As for her vocation, Mom who took her degree in piano at Woman’s College in Greensboro, now known as UNC-G went on to teach piano for endless years in the home, but also in private schools like Country Day School in Charlotte, and in colleges like Salem College in Winston Salem, or at Queens in Charlotte, all the time regularly playing most weeks in Sunday school classes, and sometimes in church as a substitute for the regular pianist. My mother absolutely loved music, as do Laura and I today. She loved classical music, church music, jazz, and even eventually classic rock and roll as long as the lyrics were not objectionable and there were no curse words in it.
Towards the end of her life, Mom didn’t much play the piano as even her finger memory had left her. One of my happiest last memories during the last week before she had to go to the memory care facility last August was me sitting at the piano at home playing for her, her old favorite ‘The Battle Hymn of the Republic’. When I began to sing ‘mine eyes have seen the glory of the coming of the Lord’, she chimed right in and sang along ‘Glory glory hallelujah. His truth is marching on’. There was still some music memory.

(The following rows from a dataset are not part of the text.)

//! Scripted FAQ chat. Keyword lookup over a fixed list of answers.

use axum::{extract::State, Json};
use serde::{Deserialize, Serialize};

use crate::errors::AppError;
use crate::state::AppState;

struct FaqEntry {
    topic: &'static str,
    keywords: &'static [&'static str],
    answer: &'static str,
}

/// Checked in order; the first entry with a keyword in the message wins.
const FAQ_ENTRIES: &[FaqEntry] = &[
    FaqEntry {
        topic: "apply",
        keywords: &["apply", "application", "submit"],
        answer: "Open a job or internship, press Apply, attach your resume and answer any questions. You can track submissions under My Applications.",
    },
    FaqEntry {
        topic: "ai_matching",
        keywords: &["ai", "match", "fit score", "resume score"],
        answer: "AI Resume Matching compares your resume with a listing and returns a fit score from 0 to 100 with strengths, gaps and suggestions.",
    },
    FaqEntry {
        topic: "account",
        keywords: &["password", "login", "sign in", "register", "account"],
        answer: "Create an account from the Sign Up page. Sessions expire after a day; sign in again if you are logged out.",
    },
    FaqEntry {
        topic: "internships",
        keywords: &["internship", "intern", "stipend"],
        answer: "Internships are listed separately from jobs. Filter them by location, stipend and duration on the Internships page.",
    },
    FaqEntry {
        topic: "employers",
        keywords: &["post a job", "employer", "company", "hire", "hiring"],
        answer: "Companies register with a company account, complete their company profile and post listings from the dashboard.",
    },
    FaqEntry {
        topic: "profile",
        keywords: &["profile", "resume", "cv"],
        answer: "Update your headline, skills and resume link from your profile page. Employers see this when you apply.",
    },
];

const FALLBACK_ANSWER: &str =
    "I'm not sure about that one. Try asking about applying, AI matching, internships or your account.";

const SUGGESTIONS: &[&str] = &[
    "How do I apply for a job?",
    "What is AI resume matching?",
    "How do internships work?",
];

#[derive(Debug, Deserialize)]
pub struct ChatRequest {
    pub message: String,
}

#[derive(Debug, Clone, PartialEq, Serialize)]
#[serde(rename_all = "camelCase")]
pub struct ChatReply {
    pub reply: String,
    pub topic: Option<String>,
    pub suggestions: Vec<String>,
}

#[derive(Debug, Default)]
pub struct FaqBot;

impl FaqBot {
    pub fn reply(&self, message: &str) -> ChatReply {
        let lower = message.to_lowercase();
        let hit = FAQ_ENTRIES
            .iter()
            .find(|e| e.keywords.iter().any(|k| contains_word(&lower, k)));

        ChatReply {
            reply: hit.map_or(FALLBACK_ANSWER, |e| e.answer).to_string(),
            topic: hit.map(|e| e.topic.to_string()),
            suggestions: SUGGESTIONS.iter().map(|s| s.to_string()).collect(),
        }
    }
}

/// Substring match on word boundaries, so "ai" does not fire on "email".
/// A trailing plural "s" still counts as a match.
fn contains_word(haystack: &str, needle: &str) -> bool {
    haystack.match_indices(needle).any(|(start, _)| {
        let end = start + needle.len();
        let before = haystack[..start].chars().next_back();
        let rest = &haystack[end..];
        let after = rest.strip_prefix('s').unwrap_or(rest).chars().next();
        !before.is_some_and(char::is_alphanumeric) && !after.is_some_and(char::is_alphanumeric)
    })
}

/// POST /api/faq/chat
pub async fn handle_chat(
    State(state): State<AppState>,
    Json(req): Json<ChatRequest>,
) -> Result<Json<ChatReply>, AppError> {
    if req.message.trim().is_empty() {
        return Err(AppError::Validation("message cannot be empty".to_string()));
    }
    Ok(Json(state.faq.reply(&req.message)))
}

#[cfg(test)]
mod tests {
    use super::*;

    #[test]
    fn test_keyword_picks_topic() {
        let reply = FaqBot.reply("How do I APPLY to this role?");
        assert_eq!(reply.topic.as_deref(), Some("apply"));
    }

    #[test]
    fn test_first_entry_wins() {
        // "application" (apply) comes before "internship"
        let reply = FaqBot.reply("internship application deadline?");
        assert_eq!(reply.topic.as_deref(), Some("apply"));
    }

    #[test]
    fn test_word_boundaries() {
        let reply = FaqBot.reply("I never got the email");
        assert_eq!(reply.topic, None);
        assert_eq!(reply.reply, FALLBACK_ANSWER);
        assert_eq!(FaqBot.reply("what does the AI do").topic.as_deref(), Some("ai_matching"));
    }

    #[test]
    fn test_plural_matches() {
        let reply = FaqBot.reply("How do internships work?");
        assert_eq!(reply.topic.as_deref(), Some("internships"));
    }

    #[test]
    fn test_fallback_has_suggestions() {
        let reply = FaqBot.reply("hello there");
        assert!(reply.topic.is_none());
        assert_eq!(reply.suggestions.len(), SUGGESTIONS.len());
    }
}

It has been said that you become what you admire. If that is true, it is not a surprise that I became a Methodist minister and seminary professor, and Laura is still singing in the choir right here in this church. Our lives have centered on our faith and our church life just like Mom’s was. Mom once said of me that my first two words were John Wesley. I kind of doubt that. It is also not an accident that music has been so essential to us. When he was very ill, John Donne the great English poet and preacher wrote a poem entitled ‘To God, My God in my Sickness’. He said the following— ‘as I am about to be made God’s music, I think here below how to tune mine instrument’ so as to be in tune when I get there. Are we all seeing life as an opportunity to tune up for eternity? One final note.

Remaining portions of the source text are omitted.